Caching
MCPlexer provides a multi-layer caching system that reduces latency and load on downstream MCP servers. Caching is configured per-server and automatically distinguishes between read-only and mutation operations.
Per-Server Configuration
Enable caching on any downstream server definition:
downstream_servers:
- id: github-mcp
command: github-mcp-server
cache:
enabled: true
ttl_seconds: 300
max_entries: 1000| Name | Type | Default | Description |
|---|---|---|---|
enabled | boolean | false | Enable tool call caching for this server |
ttl_seconds | integer | 300 | Time-to-live for cached responses in seconds |
max_entries | integer | 1000 | Maximum number of cached responses before eviction |
Cacheable Patterns
MCPlexer automatically identifies read-only tools by their name prefix. Tools matching these patterns are eligible for caching:
get_*— single resource lookupslist_*— collection queriessearch_*— search operations
When a cacheable tool is called with the same arguments, MCPlexer returns the cached response instead of forwarding to the downstream server.
Mutation Patterns
Tools matching mutation patterns always bypass the cache and invalidate related cached entries:
create_*— new resource creationupdate_*— resource modificationdelete_*— resource deletion
When a mutation tool is called, MCPlexer:
- Bypasses the cache and forwards directly to the downstream server
- Invalidates cached entries for related read tools on the same server
Automatic invalidation
For example, calling github__create_issue will invalidate cached responses for github__list_issues and github__get_issue on the same server.

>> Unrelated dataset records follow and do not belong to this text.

//! Item service: validation and orchestration over the store
//!
//! Every operation returns an explicit [`ServiceError`] variant instead of
//! signalling through panics. Mutations come in two flavours: `create`,
//! `update` and `delete` run in their own write scope, while the `*_in`
//! variants stage their writes into a caller-supplied [`WriteScope`] so the
//! caller can commit them together with an idempotency record.

mod validation;

pub use validation::{MAX_NAME_CHARS, ValidationError, validate_name, validate_price};

use std::sync::Arc;

use serde_json::Value;
use thiserror::Error;
use tracing::info;

use crate::price::Price;
use crate::store::{Item, NewItem, Store, StoreError, WriteScope};

#[derive(Debug, Error)]
pub enum ServiceError {
    #[error(transparent)]
    Validation(#[from] ValidationError),
    #[error("item {0} not found")]
    NotFound(u64),
    #[error(transparent)]
    Store(#[from] StoreError),
}

pub type Result<T> = std::result::Result<T, ServiceError>;

/// Unvalidated item fields as supplied by a client
#[derive(Debug, Clone, Default)]
pub struct ItemInput {
    pub name: Option<String>,
    pub price: Option<Value>,
}

pub struct ItemService {
    store: Arc<Store>,
}

impl ItemService {
    pub fn new(store: Arc<Store>) -> Self {
        Self { store }
    }

    pub fn list(&self) -> Result<Vec<Item>> {
        Ok(self.store.list_items()?)
    }

    pub fn get(&self, id: u64) -> Result<Item> {
        self.store.get_item(id)?.ok_or(ServiceError::NotFound(id))
    }

    pub fn create(&self, input: ItemInput) -> Result<Item> {
        let mut scope = self.store.write();
        let item = Self::create_in(&mut scope, input)?;
        scope.commit()?;
        Ok(item)
    }

    pub fn update(&self, id: u64, input: ItemInput) -> Result<Item> {
        let mut scope = self.store.write();
        let item = Self::update_in(&mut scope, id, input)?;
        scope.commit()?;
        Ok(item)
    }

    pub fn delete(&self, id: u64) -> Result<()> {
        let mut scope = self.store.write();
        Self::delete_in(&mut scope, id)?;
        scope.commit()?;
        Ok(())
    }

    /// Validate and stage a new item; price defaults to 0.00
    pub fn create_in(scope: &mut WriteScope<'_>, input: ItemInput) -> Result<Item> {
        let name = validate_name(input.name.as_deref())?;
        let price = validate_price(input.price.as_ref())?.unwrap_or(Price::ZERO);

        let item = scope.insert_item(NewItem { name, price })?;
        info!(id = item.id, name = %item.name, "Item created");
        Ok(item)
    }

    /// Stage an update. Existence is checked before the payload is validated;
    /// an omitted price keeps the stored one.
    pub fn update_in(scope: &mut WriteScope<'_>, id: u64, input: ItemInput) -> Result<Item> {
        let mut item = scope.get_item(id)?.ok_or(ServiceError::NotFound(id))?;

        let name = validate_name(input.name.as_deref())?;
        let price = validate_price(input.price.as_ref())?;

        item.name = name;
        if let Some(price) = price {
            item.price = price;
        }

        scope.put_item(&item)?;
        info!(id, "Item updated");
        Ok(item)
    }

    pub fn delete_in(scope: &mut WriteScope<'_>, id: u64) -> Result<()> {
        if !scope.remove_item(id)? {
            return Err(ServiceError::NotFound(id));
        }
        info!(id, "Item deleted");
        Ok(())
    }
}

Targeted Invalidation Rules
For more control, you can define explicit invalidation rules that specify which cached tools should be cleared when a specific tool is called:
downstream_servers:
- id: github-mcp
command: github-mcp-server
cache:
enabled: true
ttl_seconds: 300
invalidation_rules:
- trigger: "github__merge_pull_request"
invalidate:
- "github__list_pull_requests"
- "github__get_pull_request"
- "github__list_reviews"This ensures that merging a PR clears any cached PR listings and review data.
Cache Busting
Force a fresh response for any individual tool call by passing _cache_bust: true in the arguments:
{
"tool": "github__list_repos",
"arguments": {
"owner": "acme",
"_cache_bust": true
}
}The _cache_bust parameter is stripped before forwarding to the downstream server. The fresh response replaces the existing cache entry.
When to cache-bust
Use cache busting when you know data has changed outside of MCPlexer (e.g., a manual edit in the GitHub UI) and need a fresh response.
Flush API
Clear cached entries programmatically via the REST API:
/api/v1/cache/flushBody: {"layer": "tool_call|route|all", "server_id": "optional"}
| Name | Type | Default | Description |
|---|---|---|---|
layer | string | — | Cache layer to flush: tool_call (response cache), route (route resolution cache), or all |
server_id | string | — | Optional — only flush entries for this downstream server |
MCP Flush Tool
MCPlexer also exposes a built-in MCP tool for flushing the cache from within an AI session:
Cache Stats
Monitor cache performance via the stats endpoint:
/api/v1/cache/stats{
"tool_call": {
"hits": 1847,
"misses": 523,
"hit_rate": 0.779
},
"route_resolution": {
"hits": 9214,
"misses": 312,
"hit_rate": 0.967
}
}The dashboard displays these stats in the cache performance panel.
Route Resolution Cache
In addition to tool call caching, MCPlexer caches route resolution results. When a tool call arrives, the routing engine resolves which downstream server and auth scope to use. This resolution is cached with a 30-second TTL per workspace to avoid repeated route matching for identical tool patterns.
The route resolution cache is automatically invalidated when route rules are created, updated, or deleted.
Tools/list cache
MCPlexer caches the aggregated tools list (the response to tools/list requests) with a configurable TTL (default: 15 seconds). Adjust this in Settings > Tools List Cache TTL or via the tools_cache_ttl_sec setting. This prevents repeated tool discovery calls from hitting all downstream servers on every request.
Automatic Cache Invalidation via Notifications
When a downstream MCP server sends a notifications/tools/list_changed notification, MCPlexer automatically flushes the tools/list cache and forwards the notification to the connected AI client. This ensures tool listings stay fresh without manual intervention or waiting for TTL expiry.